Valerie Sternberg, Présidente de Volt Allemagne, a accepté de répondre à nos questions sur ce mouvement et ses objectifs en vue des élections européennes de 2019.

Lors de notre séminaire média qui a eu lieu à Berlin en avril dernier, une équipe de rédacteurs de plusieurs de nos éditions linguistiques a rencontré Valerie Sternberg, présidente de Volt Allemagne. L’occasion de mieux cerner les objectifs et la stratégie du mouvement paneuropéen Volt en vue des élections européennes de 2019.

Le Taurillon (LT) : Quand Volt Europe a-t-il été fondé et qu’elles sont ses origines ?

Valerie Sternberg (VS) : Volt Europe a été fondé l’année dernière, en mars 2017, suite à la rencontre d’un italien, Andrea Venzon, et d’un allemand, Damian Boeslager, dans une université aux États-Unis. Ils se sont rencontrés pendant la campagne du Brexit, et à la suite des résultats du référendum, tous les deux se sont dits : « Il est nécessaire d’agir, nous ne pouvons pas rester simples observateurs alors que les nationalismes et les mouvements autoritaires progressent en Europe et à travers le monde. ». Ils s’accordaient sur le fait qu’il y avait besoin de plus que de se simplement répéter « L’Europe c’est super », « La démocratie c’est super ». C’est comme ça qu’avec un ami français ils ont fondé Volt et lancé le site internet lorsque le Royaume-Uni a déclenché l’article 50 en mars 2017. Depuis, plus de personnes les ont rejoints et le mouvement a grandi.

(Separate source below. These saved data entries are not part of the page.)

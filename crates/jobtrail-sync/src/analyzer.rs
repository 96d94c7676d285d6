//! Post-ingestion review: decide whether each new posting stays, pull out a
//! pay range, and tidy the title.

use std::sync::OnceLock;

use anyhow::Result;
use async_trait::async_trait;
use jobtrail_core::{JobFilter, JobRecord, JobStatus};
use jobtrail_storage::{JobStore, StoreError};
use regex::Regex;
use serde::{Deserialize, Serialize};
use tracing::{debug, info, warn};

use crate::location::{LocationRules, LocationVerdict};

#[derive(Debug, Clone, Copy, PartialEq, Eq, Serialize, Deserialize)]
#[serde(rename_all = "SCREAMING_SNAKE_CASE")]
pub enum Decision {
    Keep,
    Delete,
    /// Not enough information; leave it for a person.
    Uncertain,
}

#[derive(Debug, Clone, PartialEq, Eq, Serialize, Deserialize)]
pub struct Analysis {
    pub decision: Decision,
    pub reasoning: String,
    pub pay_range: Option<String>,
    pub title_cleaned: Option<String>,
}

impl Analysis {
    pub fn uncertain(reasoning: impl Into<String>) -> Self {
        Self {
            decision: Decision::Uncertain,
            reasoning: reasoning.into(),
            pay_range: None,
            title_cleaned: None,
        }
    }
}

#[async_trait]
pub trait JobAnalyzer: Send + Sync {
    async fn analyze(&self, job: &JobRecord) -> Result<Analysis>;
}

fn pay_pattern() -> &'static Regex {
    static PATTERN: OnceLock<Regex> = OnceLock::new();
    PATTERN.get_or_init(|| {
        Regex::new(
            r"(?i)\$\s?\d[\d,]*(?:\.\d+)?\s?k?(?:\s*(?:-|–|—|to)\s*\$?\s?\d[\d,]*(?:\.\d+)?\s?k?)?(?:\s*(?:/|per\s+)(?:hour|hr|year|yr|annum))?",
        )
        .expect("pay pattern compiles")
    })
}

fn glued_digit_pattern() -> &'static Regex {
    static PATTERN: OnceLock<Regex> = OnceLock::new();
    PATTERN.get_or_init(|| {
        Regex::new(r"(\d)([A-Z])").expect("title pattern compiles")
    })
}

/// First dollar amount or range in `text`, whitespace-normalised.
pub fn extract_pay_range(text: &str) -> Option<String> {
    pay_pattern()
        .find(text)
        .map(|m| m.as_str().split_whitespace().collect::<Vec<_>>().join(" "))
}

/// Separates a digit glued to a following capital ("Level2Writer" becomes
/// "Level2 Writer") and collapses whitespace.
pub fn clean_title(title: &str) -> String {
    let spaced = glued_digit_pattern().replace_all(title, "$1 $2");
    spaced.split_whitespace().collect::<Vec<_>>().join(" ")
}

/// Rules-only analyzer: location from [`LocationRules`], pay from `$`
/// amounts in the description, mechanical title cleanup.
#[derive(Debug, Clone, Default)]
pub struct RuleAnalyzer {
    rules: LocationRules,
}

impl RuleAnalyzer {
    pub fn new(rules: LocationRules) -> Self {
        Self { rules }
    }
}

#[async_trait]
impl JobAnalyzer for RuleAnalyzer {
    async fn analyze(&self, job: &JobRecord) -> Result<Analysis> {
        let verdict = self.rules.classify(&job.title, &job.description);
        let (decision, reasoning) = match &verdict {
            LocationVerdict::Metro(city) => (Decision::Keep, format!("located in {city}")),
            LocationVerdict::UsWide => (Decision::Keep, "listed as United States".to_string()),
            LocationVerdict::Remote => (Decision::Keep, "description says remote".to_string()),
            LocationVerdict::Outside if job.description.trim().is_empty() => (
                Decision::Uncertain,
                "no description to judge location from".to_string(),
            ),
            LocationVerdict::Outside => (
                Decision::Delete,
                "outside the metro area and not remote".to_string(),
            ),
        };
        let cleaned = clean_title(&job.title);
        Ok(Analysis {
            decision,
            reasoning,
            pay_range: extract_pay_range(&job.description),
            title_cleaned: (cleaned != job.title).then_some(cleaned),
        })
    }
}

#[derive(Debug, Clone, Default, PartialEq, Eq, Serialize)]
pub struct AnalysisStats {
    pub analyzed: usize,
    pub kept: usize,
    pub deleted: usize,
    pub uncertain: usize,
    pub errors: usize,
    pub pay_found: usize,
    pub titles_cleaned: usize,
    pub dry_run: bool,
}

pub fn pay_marker(pay_range: &str) -> String {
    format!("[Pay Range: {pay_range}]")
}

async fn apply_keep(
    store: &JobStore,
    job: &JobRecord,
    new_title: Option<&str>,
    pay_range: Option<&str>,
) -> Result<(), StoreError> {
    if let Some(title) = new_title {
        store.retitle(&job.url, title).await?;
    }
    if let Some(pay) = pay_range {
        let marker = pay_marker(pay);
        if !job.description.contains(&marker) {
            store.append_description(&job.url, &marker).await?;
        }
    }
    Ok(())
}

/// Runs `analyzer` over every job with status `new` and applies the outcome:
/// Delete removes the job, Keep applies the cleaned title and appends the pay
/// marker when the description lacks it, Uncertain leaves the job alone.
/// An analyzer failure counts as Uncertain.
pub async fn apply_analysis(
    store: &JobStore,
    analyzer: &dyn JobAnalyzer,
    dry_run: bool,
) -> Result<AnalysisStats> {
    let jobs = store
        .query(&JobFilter::default().with_status(JobStatus::New))
        .await?;
    let mut stats = AnalysisStats {
        dry_run,
        ..AnalysisStats::default()
    };

    for job in jobs {
        stats.analyzed += 1;
        let analysis = match analyzer.analyze(&job).await {
            Ok(analysis) => analysis,
            Err(err) => {
                warn!(url = %job.url, error = %err, "analysis failed; leaving job for review");
                stats.errors += 1;
                Analysis::uncertain(err.to_string())
            }
        };
        debug!(url = %job.url, decision = ?analysis.decision, reasoning = %analysis.reasoning, "analyzed");

        if analysis.pay_range.is_some() {
            stats.pay_found += 1;
        }
        let new_title = analysis
            .title_cleaned
            .as_deref()
            .filter(|t| !t.trim().is_empty() && *t != job.title);
        if new_title.is_some() {
            stats.titles_cleaned += 1;
        }

        let applied = match analysis.decision {
            Decision::Delete => {
                stats.deleted += 1;
                if dry_run {
                    Ok(())
                } else {
                    store.delete(&job.url).await.map(|_| ())
                }
            }
            Decision::Keep => {
                stats.kept += 1;
                if dry_run {
                    Ok(())
                } else {
                    apply_keep(store, &job, new_title, analysis.pay_range.as_deref()).await
                }
            }
            Decision::Uncertain => {
                stats.uncertain += 1;
                Ok(())
            }
        };
        if let Err(err) = applied {
            warn!(url = %job.url, error = %err, "could not apply analysis; moving on");
            stats.errors += 1;
        }
    }

    info!(
        analyzed = stats.analyzed,
        kept = stats.kept,
        deleted = stats.deleted,
        uncertain = stats.uncertain,
        dry_run,
        "analysis finished"
    );
    Ok(stats)
}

LT : Pourquoi avoir choisi le nom « Volt » ?

VS : On a commencé avec « Vox », signifiant « voix ». Ça sonnait bien puisque nous sommes une voix qui provient de toute l’Europe. Malheureusement, c’est aussi le nom d’un parti politique espagnol, VOX España, et nous ne voulions pas avoir d’affiliation. Mais nous aimions l’idée du V et du O ainsi qu’avoir un nom qui ne serait pas un acronyme. D’une manière ou d’une autre, nous sommes arrivés à Volt, qui a un lien intéressant avec l’énergie et l’idée de stimuler l’Europe.

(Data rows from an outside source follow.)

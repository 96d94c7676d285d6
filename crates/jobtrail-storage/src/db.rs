//! Connection pool and schema.
//!
//! The database runs in WAL mode so the web server can read while a sync run
//! writes. Every job write is its own transaction, opened with
//! `BEGIN IMMEDIATE` so a read-then-write never has to upgrade its lock.

use std::path::Path;
use std::time::Duration;

use anyhow::Context;
use sqlx::sqlite::{SqliteConnectOptions, SqliteJournalMode, SqlitePool, SqlitePoolOptions};
use sqlx::{Sqlite, Transaction};

/// How long a connection waits on another writer before reporting busy.
pub const BUSY_TIMEOUT: Duration = Duration::from_secs(10);

pub async fn connect(path: &Path) -> anyhow::Result<SqlitePool> {
    if let Some(parent) = path.parent().filter(|p| !p.as_os_str().is_empty()) {
        std::fs::create_dir_all(parent)
            .with_context(|| format!("creating database directory {}", parent.display()))?;
    }

    let options = SqliteConnectOptions::new()
        .filename(path)
        .create_if_missing(true)
        .journal_mode(SqliteJournalMode::Wal)
        .busy_timeout(BUSY_TIMEOUT)
        .foreign_keys(true);

    SqlitePoolOptions::new()
        .max_connections(5)
        .connect_with(options)
        .await
        .with_context(|| format!("opening database {}", path.display()))
}

const SCHEMA: &[&str] = &[
    r#"CREATE TABLE IF NOT EXISTS sources (
        id INTEGER PRIMARY KEY AUTOINCREMENT,
        name TEXT NOT NULL UNIQUE
    )"#,
    r#"CREATE TABLE IF NOT EXISTS feeds (
        id INTEGER PRIMARY KEY AUTOINCREMENT,
        name TEXT NOT NULL UNIQUE,
        url TEXT UNIQUE,
        source_id INTEGER REFERENCES sources(id),
        last_fetch TEXT
    )"#,
    r#"CREATE TABLE IF NOT EXISTS jobs (
        id INTEGER PRIMARY KEY AUTOINCREMENT,
        url TEXT NOT NULL UNIQUE,
        title TEXT NOT NULL,
        description TEXT NOT NULL DEFAULT '',
        posted_date TEXT,
        source_id INTEGER REFERENCES sources(id),
        feed_id INTEGER REFERENCES feeds(id),
        score REAL CHECK (score IS NULL OR (score >= 0 AND score <= 10)),
        score_rationale TEXT,
        status TEXT NOT NULL DEFAULT 'new'
            CHECK (status IN ('new', 'reviewed', 'applied', 'rejected', 'offer')),
        resume_md TEXT,
        resume_pdf_path TEXT,
        cover_letter_md TEXT,
        cover_letter_pdf_path TEXT,
        created_at TEXT NOT NULL,
        updated_at TEXT NOT NULL
    )"#,
    "CREATE INDEX IF NOT EXISTS idx_jobs_status ON jobs(status)",
    "CREATE INDEX IF NOT EXISTS idx_jobs_score ON jobs(score)",
    "CREATE INDEX IF NOT EXISTS idx_jobs_source ON jobs(source_id)",
    r#"CREATE TABLE IF NOT EXISTS profile_meta (
        key TEXT PRIMARY KEY,
        value TEXT NOT NULL
    )"#,
    r#"CREATE TABLE IF NOT EXISTS job_history (
        id INTEGER PRIMARY KEY AUTOINCREMENT,
        company TEXT NOT NULL,
        title TEXT NOT NULL,
        start_date TEXT,
        end_date TEXT,
        location TEXT,
        description TEXT,
        sort_order INTEGER
    )"#,
    r#"CREATE TABLE IF NOT EXISTS education (
        id INTEGER PRIMARY KEY AUTOINCREMENT,
        institution TEXT NOT NULL,
        degree TEXT,
        field TEXT,
        start_date TEXT,
        end_date TEXT,
        description TEXT,
        sort_order INTEGER
    )"#,
    r#"CREATE TABLE IF NOT EXISTS certifications (
        id INTEGER PRIMARY KEY AUTOINCREMENT,
        name TEXT NOT NULL,
        issuer TEXT,
        date_earned TEXT,
        sort_order INTEGER
    )"#,
    r#"CREATE TABLE IF NOT EXISTS honors (
        id INTEGER PRIMARY KEY AUTOINCREMENT,
        name TEXT NOT NULL,
        issuer TEXT,
        description TEXT,
        sort_order INTEGER
    )"#,
    r#"CREATE TABLE IF NOT EXISTS skills (
        id INTEGER PRIMARY KEY AUTOINCREMENT,
        name TEXT NOT NULL UNIQUE,
        category TEXT NOT NULL,
        proficiency TEXT,
        sort_order INTEGER
    )"#,
];

/// Starts a transaction that takes the write lock up front. Deferred
/// transactions that read first fail with `SQLITE_BUSY` instead of waiting
/// when another connection committed in between.
pub async fn begin_write(
    pool: &SqlitePool,
) -> Result<Transaction<'static, Sqlite>, sqlx::Error> {
    pool.begin_with("BEGIN IMMEDIATE").await
}

/// Creates missing tables and indexes. Safe to run on every start.
pub async fn migrate(pool: &SqlitePool) -> Result<(), sqlx::Error> {
    let mut tx = begin_write(pool).await?;
    for statement in SCHEMA {
        sqlx::query(statement).execute(&mut *tx).await?;
    }
    tx.commit().await
}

LT : Volt se présente comme un mouvement paneuropéen, mais jusqu’à maintenant il est surtout présent dans les pays d’Europe Occidentale. Est-ce que Volt cherche à se développer dans les pays d’Europe centrale et orientale également ?

VS : Nous nous développons énormément, deux de nos plus grandes équipes viennent de Bulgarie et Roumanie. Pour nous, l’esprit paneuropéen est très important : nous avons besoin de solutions européennes, mais nous pensons également que nous devons nous présenter à tous les niveaux. Le niveau européen est l’un d’entre eux, mais les problèmes doivent être abordés là où ils se présentent et là où ils peuvent être résolus le plus efficacement. Oui nous avons commencé dans les pays de l’Ouest mais nous avons rapidement pu nous étendre en Roumanie et en Bulgarie, et y défier le système. N’étant affiliés à aucun type de corruption, nous travaillons pour ramener la vraie démocratie dans ces sociétés. De plus, nous avons des membres de l’équipe qui viennent de Moldavie, Serbie, et Lituanie. Nous avons pour ambition de grandir et de soutenir nos équipes, avec leurs propres enjeux nationaux.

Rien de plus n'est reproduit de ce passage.